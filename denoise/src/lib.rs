//! Image pre- and postprocessing for the denoising autoencoder, plus the
//! statistics used to judge a reconstruction.
use std::{
    ffi::OsStr,
    fmt::Display,
    path::{Path, PathBuf},
};

use image::{imageops::FilterType, io::Reader as ImageReader, DynamicImage, GenericImageView};
use image::{GrayImage, RgbImage};
use log::{debug, warn};
use ml::{denoise::DenoiseConfig, model_errors::ModelError};
use ndarray::{Array, Array3, ShapeError};
use ndarray_npy::{read_npy, write_npy, ReadNpyError, WriteNpyError};
use nshare::ToNdarray3;
use thiserror::Error;

#[derive(Error, Debug)]
pub enum CliError {
    #[error("Model error: {0}")]
    Model(#[from] ModelError),
    #[error("Could not read or write image:\n {0}")]
    Image(#[from] image::ImageError),
    #[error("Filesystem reported error\n {0}")]
    Io(#[from] std::io::Error),
    #[error("Could not read array:\n {0}")]
    ReadNpy(#[from] ReadNpyError),
    #[error("Could not write array:\n {0}")]
    WriteNpy(#[from] WriteNpyError),
    #[error("Could not assemble batch:\n {0}")]
    Shape(#[from] ShapeError),
    #[error("Unsupported image {path}: {reason}")]
    UnsupportedImage { path: String, reason: String },
    #[error("Images have different shapes {0:?} and {1:?}")]
    ShapeMismatch(Vec<usize>, Vec<usize>),
    #[error("Could not parse filter list {0:?}, expected comma separated positive integers")]
    FilterList(String),
    #[error("No images given")]
    NoImages,
    #[error("Could not open log file:\n {0}")]
    LogFile(#[from] tracing_appender::rolling::InitError),
}

pub type DenoiseResult<T> = std::result::Result<T, CliError>;

fn unsupported(path: &Path, reason: &str) -> CliError {
    CliError::UnsupportedImage {
        path: path.display().to_string(),
        reason: reason.to_string(),
    }
}

fn extension(path: &Path) -> String {
    path.extension()
        .and_then(OsStr::to_str)
        .unwrap_or("")
        .to_lowercase()
}

/// Returns the image as pre-scaled (channels, height, width) array, ready to be put into an
/// encoder. Only grayscale (depth 1) and rgb (depth 3) images are supported.
pub fn image_to_ndarray(img: &DynamicImage, depth: usize) -> Option<Array3<f32>> {
    let pixels = match depth {
        3 => img.to_rgb8().into_ndarray3(),
        1 => {
            let gray = img.to_luma8();
            let (width, height) = gray.dimensions();
            Array::from_shape_vec((1, height as usize, width as usize), gray.into_raw()).ok()?
        }
        _ => return None,
    };
    Some(pixels.mapv(|x| x as f32 / 255.0))
}

/// Turns output from neural net into a pixel value
pub fn to_pixel(x: f32) -> u8 {
    (x.clamp(0.0, 1.0) * 255.0).round() as u8
}

/// Turns a (channels, height, width) array with 1 or 3 channels into an image.
pub fn array_to_image(arr: Array3<u8>) -> Option<DynamicImage> {
    let (channels, height, width) = arr.dim();
    // we get the image in PT layout, which is (C,H,W), but need (H,W,C)
    let permuted_view = arr.view().permuted_axes([1, 2, 0]);
    let raw: Vec<u8> = permuted_view.iter().copied().collect();

    match channels {
        3 => RgbImage::from_raw(width as u32, height as u32, raw).map(DynamicImage::ImageRgb8),
        1 => GrayImage::from_raw(width as u32, height as u32, raw).map(DynamicImage::ImageLuma8),
        _ => None,
    }
}

/// Returns a preprocessed image from the path, matching the model's input.
/// `.npy` arrays are taken as they are, pictures are resized to the model size.
pub fn load_image(path: &Path, config: &DenoiseConfig) -> DenoiseResult<Array3<f32>> {
    match extension(path).as_str() {
        "npy" => Ok(read_npy(path)?),
        "png" | "jpg" | "jpeg" | "bmp" => {
            let mut img = ImageReader::open(path)?.decode()?;
            let (width, height) = img.dimensions();
            if (width as usize, height as usize) != (config.width, config.height) {
                warn!(
                    "Resizing {} from {}x{} to {}x{}",
                    path.display(),
                    width,
                    height,
                    config.width,
                    config.height
                );
                img = img.resize_exact(
                    config.width as u32,
                    config.height as u32,
                    FilterType::Triangle,
                );
            }
            image_to_ndarray(&img, config.depth)
                .ok_or_else(|| unsupported(path, "only depth 1 and 3 can be read from pictures"))
        }
        _ => Err(unsupported(
            path,
            "only .jpg, .png, .bmp and .npy are supported",
        )),
    }
}

/// Returns image without preprocessing as rgb pixels.
/// Only useable for actual images, not npy arrays.
pub fn load_pixels(path: &Path) -> DenoiseResult<Array3<u8>> {
    Ok(ImageReader::open(path)?.decode()?.to_rgb8().into_ndarray3())
}

/// Like [`load_pixels`], but resizes the image to `width` x `height` if it has another size.
pub fn load_pixels_resized(path: &Path, width: u32, height: u32) -> DenoiseResult<Array3<u8>> {
    let mut img = ImageReader::open(path)?.decode()?;
    let (img_width, img_height) = img.dimensions();
    if (img_width, img_height) != (width, height) {
        warn!(
            "Resizing {} from {}x{} to {}x{} for comparison",
            path.display(),
            img_width,
            img_height,
            width,
            height
        );
        img = img.resize_exact(width, height, FilterType::Triangle);
    }
    Ok(img.to_rgb8().into_ndarray3())
}

/// Writes the network output, as `.npy` array or as picture depending on the extension.
pub fn save_image(path: &Path, data: &Array3<f32>) -> DenoiseResult<()> {
    if extension(path) == "npy" {
        write_npy(path, data)?;
    } else {
        let img = array_to_image(data.mapv(to_pixel))
            .ok_or_else(|| unsupported(path, "only depth 1 and 3 can be saved as pictures"))?;
        img.save(path)?;
    }
    debug!("Saved {}", path.display());
    Ok(())
}

/// `<dir>/<stem>-<suffix>.<ext>` next to the input, keeping `.npy` for arrays and using png
/// otherwise.
pub fn default_output_path(input: &Path, suffix: &str) -> PathBuf {
    let stem = input
        .file_stem()
        .map(|s| s.to_string_lossy().into_owned())
        .unwrap_or_default();
    let ext = if extension(input) == "npy" { "npy" } else { "png" };
    input.with_file_name(format!("{}-{}.{}", stem, suffix, ext))
}

fn mse(orig: &Array3<u8>, rec: &Array3<u8>) -> f64 {
    let orig_f = orig.mapv(|a| a as f64);
    let rec_f = rec.mapv(|a| a as f64);
    (orig_f - rec_f).mapv(|a| a.powi(2)).sum() / (orig.len() as f64)
}

fn calc_psnr(orig: &Array3<u8>, rec: &Array3<u8>) -> f64 {
    let max_sq = (255f64).powi(2);
    10.0 * (max_sq / mse(orig, rec)).log10()
}

/// Reconstruction quality of a candidate image against a reference.
pub struct Statistics {
    pub mse: f64,
    pub psnr: f64,
}

impl Statistics {
    pub fn new(reference: &Array3<u8>, candidate: &Array3<u8>) -> DenoiseResult<Statistics> {
        if reference.shape() != candidate.shape() {
            return Err(CliError::ShapeMismatch(
                reference.shape().to_vec(),
                candidate.shape().to_vec(),
            ));
        }
        Ok(Statistics {
            mse: mse(reference, candidate),
            psnr: calc_psnr(reference, candidate),
        })
    }
}

impl Display for Statistics {
    fn fmt(&self, f: &mut std::fmt::Formatter<'_>) -> std::fmt::Result {
        write!(f, "MSE: {}\nPSNR: {} dB", self.mse, self.psnr)
    }
}
impl Layer for ConvolutionLayer {
    fn name(&self) -> &str {
        &self.name
    }

    fn output_shape(&self, input: Shape) -> ModelResult<Shape> {
        if input.channels != self.num_input_channels {
            return Err(ModelError::ChannelMismatch {
                layer: self.name.clone(),
                expected: self.num_input_channels,
                found: input.channels,
            });
        }
        let ((out_h, _, _), (out_w, _, _)) = self.geometry(input.height, input.width)?;
        Ok(Shape::new(self.num_output_channels, out_h, out_w))
    }

    fn forward(&self, input: &Batch, _mode: Mode) -> ModelResult<Batch> {
        let shape = self.output_shape(Shape::of_batch(input))?;
        let mut output = Batch::zeros((
            input.len_of(Axis(0)),
            shape.channels,
            shape.height,
            shape.width,
        ));
        for (image, mut out) in input.outer_iter().zip(output.outer_iter_mut()) {
            out.assign(&self.convolve_view(image)?);
        }
        Ok(output)
    }

    fn num_parameters(&self) -> usize {
        self.kernel.len() + self.bias.len()
    }

    fn parameters(&self) -> Vec<NamedParameter<'_>> {
        vec![
            (format!("{}/kernel", self.name), self.kernel.view().into_dyn()),
            (format!("{}/bias", self.name), self.bias.view().into_dyn()),
        ]
    }
}

#[cfg(test)]
mod tests {
    use super::*;

    fn layer(kernel: ConvKernel, bias: f32, stride: usize, padding: Padding) -> ConvolutionLayer {
        let filters = kernel.len_of(Axis(0));
        ConvolutionLayer::new(
            "conv",
            kernel,
            Array::from_elem(filters, bias),
            stride,
            padding,
            Activation::Linear,
        )
        .unwrap()
    }

    #[test]
    fn test_2d_conv() {
        let test_img = array![
            [
                [1.0, 2.0, 3.0, 4.0],
                [4.0, 5.0, 6.0, 7.0],
                [7.0, 8.0, 9.0, 9.0],
                [7.0, 8.0, 9.0, 9.0]
            ],
            [
                [1.0, 2.0, 3.0, 4.0],
                [4.0, 5.0, 6.0, 7.0],
                [7.0, 8.0, 9.0, 9.0],
                [7.0, 8.0, 9.0, 9.0]
            ],
            [
                [1.0, 2.0, 3.0, 4.0],
                [4.0, 5.0, 6.0, 7.0],
                [7.0, 8.0, 9.0, 9.0],
                [7.0, 8.0, 9.0, 9.0]
            ]
        ];
        let kernel = Array::from_shape_vec(
            (1, 3, 2, 2),
            vec![1., 2., 1., 2., 1., 2., 1., 2., 1., 2., 1., 2.],
        )
        .unwrap();
        let conv_layer = layer(kernel, 0., 1, Padding::Valid);
        let output = arr3(&[[
            [57.0, 75.0, 93.0],
            [111.0, 129.0, 141.0],
            [138.0, 156.0, 162.0],
        ]]);
        assert_eq!(conv_layer.convolve(&test_img).unwrap(), output);
    }

    #[test]
    fn test_same_padding_with_stride() {
        let test_img = array![[[1., 2., 3.], [4., 5., 6.], [7., 8., 9.]]];
        let conv_layer = layer(Array::ones((1, 1, 3, 3)), 1., 2, Padding::Same);

        let convolved = conv_layer.convolve(&test_img).unwrap();
        assert_eq!(convolved, array![[[13., 17.], [25., 29.]]]);
    }

    #[test]
    fn test_same_padding_is_asymmetric() {
        // 4x4 input, kernel 3, stride 2: one row/column of padding, at the bottom/right
        let test_img = Array::from_shape_vec((1, 4, 4), (1..=16).map(|x| x as f32).collect())
            .unwrap();
        let conv_layer = layer(Array::ones((1, 1, 3, 3)), 0., 2, Padding::Same);

        let convolved = conv_layer.convolve(&test_img).unwrap();
        assert_eq!(convolved, array![[[54., 45.], [72., 54.]]]);
    }

    /// Direct cross-correlation, zero padded as `conv_axis_geometry` says.
    fn naive_convolve(
        image: &Array3<f32>,
        kernel: &ConvKernel,
        stride: usize,
        padding: Padding,
    ) -> Array3<f32> {
        let (channels, height, width) = image.dim();
        let (filters, _, kh, kw) = kernel.dim();
        let (out_h, top, _) = conv_axis_geometry(height, kh, stride, padding).unwrap();
        let (out_w, left, _) = conv_axis_geometry(width, kw, stride, padding).unwrap();
        Array3::from_shape_fn((filters, out_h, out_w), |(f, i, j)| {
            let mut acc = 0.;
            for c in 0..channels {
                for u in 0..kh {
                    for v in 0..kw {
                        let y = (i * stride + u) as isize - top as isize;
                        let x = (j * stride + v) as isize - left as isize;
                        if y >= 0 && x >= 0 && (y as usize) < height && (x as usize) < width {
                            acc += image[[c, y as usize, x as usize]] * kernel[[f, c, u, v]];
                        }
                    }
                }
            }
            acc
        })
    }

    #[test]
    fn test_matches_direct_cross_correlation() {
        // (channels, filters, kernel size, stride)
        let cases = [(1, 2, 1, 1), (1, 1, 1, 2), (2, 3, 3, 2), (2, 2, 1, 2), (3, 2, 3, 1)];
        for &(channels, filters, k, stride) in cases.iter() {
            for &padding in [Padding::Same, Padding::Valid].iter() {
                let image = Array::from_shape_fn((channels, 3, 4), |(c, h, w)| {
                    (c * 12 + h * 4 + w) as f32
                });
                let kernel = Array::from_shape_fn((filters, channels, k, k), |(f, c, u, v)| {
                    (f as f32 + 1.) * if (c + u + v) % 2 == 0 { 1. } else { -1. }
                });
                let expected = naive_convolve(&image, &kernel, stride, padding);
                let conv_layer = layer(kernel, 0., stride, padding);
                let convolved = conv_layer.convolve(&image).unwrap();
                assert_eq!(
                    convolved, expected,
                    "c={} f={} k={} s={} {:?}",
                    channels, filters, k, stride, padding
                );
            }
        }
    }

    #[test]
    fn test_single_channel_pointwise_keeps_orientation() {
        let image = Array::from_shape_fn((1, 3, 4), |(_, h, w)| (h * 4 + w) as f32);
        let conv_layer = layer(
            Array::from_shape_vec((2, 1, 1, 1), vec![-1., 2.]).unwrap(),
            0.,
            1,
            Padding::Same,
        );
        let convolved = conv_layer.convolve(&image).unwrap();
        assert_eq!(convolved.dim(), (2, 3, 4));
        assert_eq!(convolved.slice(s![0, 0, ..]), array![0f32, -1., -2., -3.]);
        assert_eq!(convolved.slice(s![1, 2, ..]), array![16f32, 18., 20., 22.]);
    }

    #[test]
    fn test_relu_activation_and_batches() {
        let conv_layer = ConvolutionLayer::new(
            "conv",
            Array::ones((2, 1, 1, 1)),
            array![-2., 0.],
            1,
            Padding::Valid,
            Activation::Relu,
        )
        .unwrap();
        let batch = Array::from_shape_vec((2, 1, 1, 2), vec![1., 3., -1., 5.]).unwrap();
        let out = conv_layer.forward(&batch, Mode::Inference).unwrap();
        assert_eq!(
            out,
            Array::from_shape_vec((2, 2, 1, 2), vec![0., 1., 1., 3., 0., 3., 0., 5.]).unwrap()
        );
    }

    #[test]
    fn test_output_shape_checks() {
        let conv_layer = layer(Array::ones((4, 3, 3, 3)), 0., 2, Padding::Valid);
        assert_eq!(
            conv_layer.output_shape(Shape::new(3, 7, 8)).unwrap(),
            Shape::new(4, 3, 3)
        );
        assert!(matches!(
            conv_layer.output_shape(Shape::new(1, 7, 7)),
            Err(ModelError::ChannelMismatch { .. })
        ));
        assert!(matches!(
            conv_layer.output_shape(Shape::new(3, 2, 7)),
            Err(ModelError::InputTooSmall { .. })
        ));
        assert_eq!(conv_layer.num_parameters(), 4 * 3 * 3 * 3 + 4);
    }

    #[test]
    fn test_invalid_construction() {
        let zero_stride = ConvolutionLayer::new(
            "conv",
            Array::ones((1, 1, 3, 3)),
            array![0.],
            0,
            Padding::Same,
            Activation::Linear,
        );
        assert!(zero_stride.is_err());

        let wrong_bias = ConvolutionLayer::new(
            "conv",
            Array::ones((2, 1, 3, 3)),
            array![0.],
            1,
            Padding::Same,
            Activation::Linear,
        );
        assert!(wrong_bias.is_err());
    }

    #[test]
    fn test_same_geometry() {
        assert_eq!(conv_axis_geometry(28, 3, 2, Padding::Same), Some((14, 0, 1)));
        assert_eq!(conv_axis_geometry(7, 3, 2, Padding::Same), Some((4, 1, 1)));
        assert_eq!(conv_axis_geometry(5, 3, 1, Padding::Same), Some((5, 1, 1)));
        assert_eq!(conv_axis_geometry(2, 3, 1, Padding::Valid), None);
        assert_eq!(conv_axis_geometry(0, 3, 1, Padding::Same), None);
    }
}
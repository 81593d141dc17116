//! Transposed convolutions (also wrongly called deconvolution layers)
//! are learnable upsampling maps.
//! More can be read here:
//! - https://datascience.stackexchange.com/questions/6107/what-are-deconvolutional-layers
//! - https://github.com/akutzer/numpy_cnn/blob/master/CNN/Layer/TransposedConv.py
//! - https://ieee.nitk.ac.in/blog/deconv/
use crate::{
    activation_functions::Activation,
    convolutions::Padding,
    model_errors::{ModelError, ModelResult},
    models::{Layer, Mode, NamedParameter, Shape},
    weight_loader::WeightLoader,
    Batch, ConvKernel, ImagePrecision, InternalDataRepresentation, WeightPrecision,
};
use ndarray::*;

/// Geometry of a transposed convolution along one axis: (output length, rows cropped in front).
/// Output lengths follow tensorflow: n * s for Same, n * s + max(k - s, 0) for Valid.
pub(crate) fn transposed_axis_geometry(
    input: usize,
    kernel: usize,
    stride: usize,
    padding: Padding,
) -> Option<(usize, usize)> {
    if input == 0 {
        return None;
    }
    let overhang = kernel.saturating_sub(stride);
    match padding {
        Padding::Same => Some((input * stride, overhang / 2)),
        Padding::Valid => Some((input * stride + overhang, 0)),
    }
}

/// Analog to a Convolution Layer.
/// The weight matrix shall have dimension (in that order)
/// input channels x output channels x kernel height x kernel width.
pub struct TransposedConvolutionLayer {
    name: String,
    kernel: ConvKernel,
    bias: Array1<WeightPrecision>,
    kernel_height: usize,
    kernel_width: usize,
    stride: usize,
    padding: Padding,
    activation: Activation,
    num_input_channels: usize,
    num_output_channels: usize,
}

impl TransposedConvolutionLayer {
    pub fn new(
        name: &str,
        weights: ConvKernel,
        bias: Array1<WeightPrecision>,
        stride: usize,
        padding: Padding,
        activation: Activation,
    ) -> ModelResult<TransposedConvolutionLayer> {
        let (num_input_channels, num_output_channels, kernel_height, kernel_width) = weights.dim();
        if stride == 0 || kernel_height == 0 || kernel_width == 0 {
            return Err(ModelError::InvalidConfig(format!(
                "{}: stride and kernel size must be positive",
                name
            )));
        }
        if bias.len() != num_output_channels {
            return Err(ModelError::InvalidConfig(format!(
                "{}: bias has {} entries for {} filters",
                name,
                bias.len(),
                num_output_channels
            )));
        }
        Ok(TransposedConvolutionLayer {
            name: name.to_string(),
            kernel: weights,
            bias,
            kernel_height,
            kernel_width,
            stride,
            padding,
            activation,
            num_input_channels,
            num_output_channels,
        })
    }

    pub fn from_loader<L: WeightLoader>(
        loader: &mut L,
        name: &str,
        input_channels: usize,
        filters: usize,
        kernel_size: usize,
        stride: usize,
        padding: Padding,
        activation: Activation,
    ) -> ModelResult<TransposedConvolutionLayer> {
        let kernel: ConvKernel = loader.get_weight(
            &format!("{}/kernel", name),
            (input_channels, filters, kernel_size, kernel_size),
        )?;
        let bias: Array1<WeightPrecision> =
            loader.get_weight(&format!("{}/bias", name), filters)?;
        TransposedConvolutionLayer::new(name, kernel, bias, stride, padding, activation)
    }

    /// ((out_h, crop_top), (out_w, crop_left))
    fn geometry(
        &self,
        height: usize,
        width: usize,
    ) -> ModelResult<((usize, usize), (usize, usize))> {
        let vertical =
            transposed_axis_geometry(height, self.kernel_height, self.stride, self.padding);
        let horizontal =
            transposed_axis_geometry(width, self.kernel_width, self.stride, self.padding);
        match (vertical, horizontal) {
            (Some(v), Some(h)) => Ok((v, h)),
            _ => Err(ModelError::InputTooSmall {
                layer: self.name.clone(),
                height,
                width,
            }),
        }
    }

    /// Performs a transposed convolution on the input image. This upsamples the image.
    /// More explanation can be read here:
    /// - https://datascience.stackexchange.com/questions/6107/what-are-deconvolutional-layers
    pub fn transposed_convolve(
        &self,
        image: &InternalDataRepresentation,
    ) -> ModelResult<InternalDataRepresentation> {
        self.transposed_convolve_view(image.view())
    }

    /// Every input pixel scatters its kernel-weighted value into a window of the
    /// output. For each kernel tap this is one matrix product, added into a strided
    /// view of the full (uncropped) output.
    fn transposed_convolve_view(
        &self,
        image: ArrayView3<ImagePrecision>,
    ) -> ModelResult<Array3<ImagePrecision>> {
        let (channels, height, width) = image.dim();
        if channels != self.num_input_channels {
            return Err(ModelError::ChannelMismatch {
                layer: self.name.clone(),
                expected: self.num_input_channels,
                found: channels,
            });
        }
        let ((out_h, crop_top), (out_w, crop_left)) = self.geometry(height, width)?;

        // H' = (H - 1) * stride + HH
        let full_h = (height - 1) * self.stride + self.kernel_height;
        let full_w = (width - 1) * self.stride + self.kernel_width;
        let mut full: Array3<ImagePrecision> =
            Array::zeros((self.num_output_channels, full_h, full_w));

        let flat = image
            .as_standard_layout()
            .into_owned()
            .into_shape((channels, height * width))?;

        for ki in 0..self.kernel_height {
            let row_end = ki + (height - 1) * self.stride + 1;
            for kj in 0..self.kernel_width {
                let col_end = kj + (width - 1) * self.stride + 1;
                let taps = self.kernel.slice(s![.., .., ki, kj]);
                let contribution = taps
                    .t()
                    .dot(&flat)
                    .into_shape((self.num_output_channels, height, width))?;
                let mut target = full.slice_mut(s![
                    ..,
                    ki..row_end;self.stride,
                    kj..col_end;self.stride
                ]);
                target += &contribution;
            }
        }

        // Crop (Same) or zero-extend (kernel smaller than stride) to the output size
        let rows = out_h.min(full_h - crop_top);
        let cols = out_w.min(full_w - crop_left);
        let mut output: Array3<ImagePrecision> =
            Array::zeros((self.num_output_channels, out_h, out_w));
        output.slice_mut(s![.., ..rows, ..cols]).assign(&full.slice(s![
            ..,
            crop_top..crop_top + rows,
            crop_left..crop_left + cols
        ]));

        output += &self
            .bias
            .view()
            .insert_axis(Axis(1))
            .insert_axis(Axis(2));
        self.activation.apply_inplace(&mut output);
        Ok(output)
    }
}

impl Layer for TransposedConvolutionLayer {
    fn name(&self) -> &str {
        &self.name
    }

    fn output_shape(&self, input: Shape) -> ModelResult<Shape> {
        if input.channels != self.num_input_channels {
            return Err(ModelError::ChannelMismatch {
                layer: self.name.clone(),
                expected: self.num_input_channels,
                found: input.channels,
            });
        }
        let ((out_h, _), (out_w, _)) = self.geometry(input.height, input.width)?;
        Ok(Shape::new(self.num_output_channels, out_h, out_w))
    }

    fn forward(&self, input: &Batch, _mode: Mode) -> ModelResult<Batch> {
        let shape = self.output_shape(Shape::of_batch(input))?;
        let mut output = Batch::zeros((
            input.len_of(Axis(0)),
            shape.channels,
            shape.height,
            shape.width,
        ));
        for (image, mut out) in input.outer_iter().zip(output.outer_iter_mut()) {
            out.assign(&self.transposed_convolve_view(image)?);
        }
        Ok(output)
    }

    fn num_parameters(&self) -> usize {
        self.kernel.len() + self.bias.len()
    }

    fn parameters(&self) -> Vec<NamedParameter<'_>> {
        vec![
            (format!("{}/kernel", self.name), self.kernel.view().into_dyn()),
            (format!("{}/bias", self.name), self.bias.view().into_dyn()),
        ]
    }
}

#[cfg(test)]
mod tests {
    use super::*;

    fn layer(
        kernel: ConvKernel,
        bias: f32,
        stride: usize,
        padding: Padding,
    ) -> TransposedConvolutionLayer {
        let filters = kernel.len_of(Axis(1));
        TransposedConvolutionLayer::new(
            "deconv",
            kernel,
            Array::from_elem(filters, bias),
            stride,
            padding,
            Activation::Linear,
        )
        .unwrap()
    }

    #[test]
    fn test_2d_conv_transposed() {
        let test_img = array![[[55.0, 52.0], [57.0, 50.0],]];
        let kernel = Array::from_shape_vec((1, 1, 2, 2), vec![1., 2., 3., 4.]).unwrap();
        let conv_t_layer = layer(kernel, 0., 1, Padding::Valid);

        let convolved_image = conv_t_layer.transposed_convolve(&test_img).unwrap();
        let output1 = arr3(&[[
            [55.0, 162.0, 104.0],
            [222.0, 540.0, 308.0],
            [171.0, 378.0, 200.0],
        ]]);
        assert_eq!(convolved_image, output1);

        let kernel_same = Array::from_shape_vec((1, 1, 2, 2), vec![1., 2., 3., 4.]).unwrap();
        let conv_t_layer_same = layer(kernel_same, 0., 1, Padding::Same);
        let convolved_image_same = conv_t_layer_same.transposed_convolve(&test_img).unwrap();

        let output_same = arr3(&[[[55.0, 162.0], [222.0, 540.0]]]);
        assert_eq!(convolved_image_same, output_same);
    }

    #[test]
    fn test_strided_same_upsamples() {
        let test_img = array![[[1., 2.], [3., 4.]]];
        let conv_t_layer = layer(Array::ones((1, 1, 3, 3)), 0., 2, Padding::Same);

        let upsampled = conv_t_layer.transposed_convolve(&test_img).unwrap();
        assert_eq!(
            upsampled,
            array![[
                [1., 1., 3., 2.],
                [1., 1., 3., 2.],
                [4., 4., 10., 6.],
                [3., 3., 7., 4.]
            ]]
        );
    }

    #[test]
    fn test_kernel_smaller_than_stride() {
        let test_img = array![[[1., 2.]]];
        let conv_t_layer = layer(Array::ones((1, 1, 1, 1)), 0.5, 2, Padding::Same);

        let upsampled = conv_t_layer.transposed_convolve(&test_img).unwrap();
        assert_eq!(
            upsampled,
            array![[[1.5, 0.5, 2.5, 0.5], [0.5, 0.5, 0.5, 0.5]]]
        );
    }

    #[test]
    fn test_channel_mixing_and_shapes() {
        // two input channels summed into one output channel
        let conv_t_layer = layer(Array::ones((2, 1, 1, 1)), 0., 1, Padding::Valid);
        let batch = Array::from_shape_vec((1, 2, 1, 2), vec![1., 2., 10., 20.]).unwrap();
        let out = conv_t_layer.forward(&batch, Mode::Inference).unwrap();
        assert_eq!(out, Array::from_shape_vec((1, 1, 1, 2), vec![11., 22.]).unwrap());

        let wide = layer(Array::ones((2, 5, 3, 3)), 0., 2, Padding::Valid);
        assert_eq!(
            wide.output_shape(Shape::new(2, 4, 5)).unwrap(),
            Shape::new(5, 9, 11)
        );
        assert!(wide.output_shape(Shape::new(3, 4, 5)).is_err());
        assert_eq!(wide.num_parameters(), 2 * 5 * 9 + 5);
    }
}
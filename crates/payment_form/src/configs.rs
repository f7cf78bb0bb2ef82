mod defaults;
pub mod settings;
mod validations;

PROBLEM: Every line in the material above that has the word "ImageReader" should be copied.

ANSWER SECTION:
use image::{imageops::FilterType, io::Reader as ImageReader, DynamicImage, GenericImageView};
            let mut img = ImageReader::open(path)?.decode()?;
    Ok(ImageReader::open(path)?.decode()?.to_rgb8().into_ndarray3())
    let mut img = ImageReader::open(path)?.decode()?;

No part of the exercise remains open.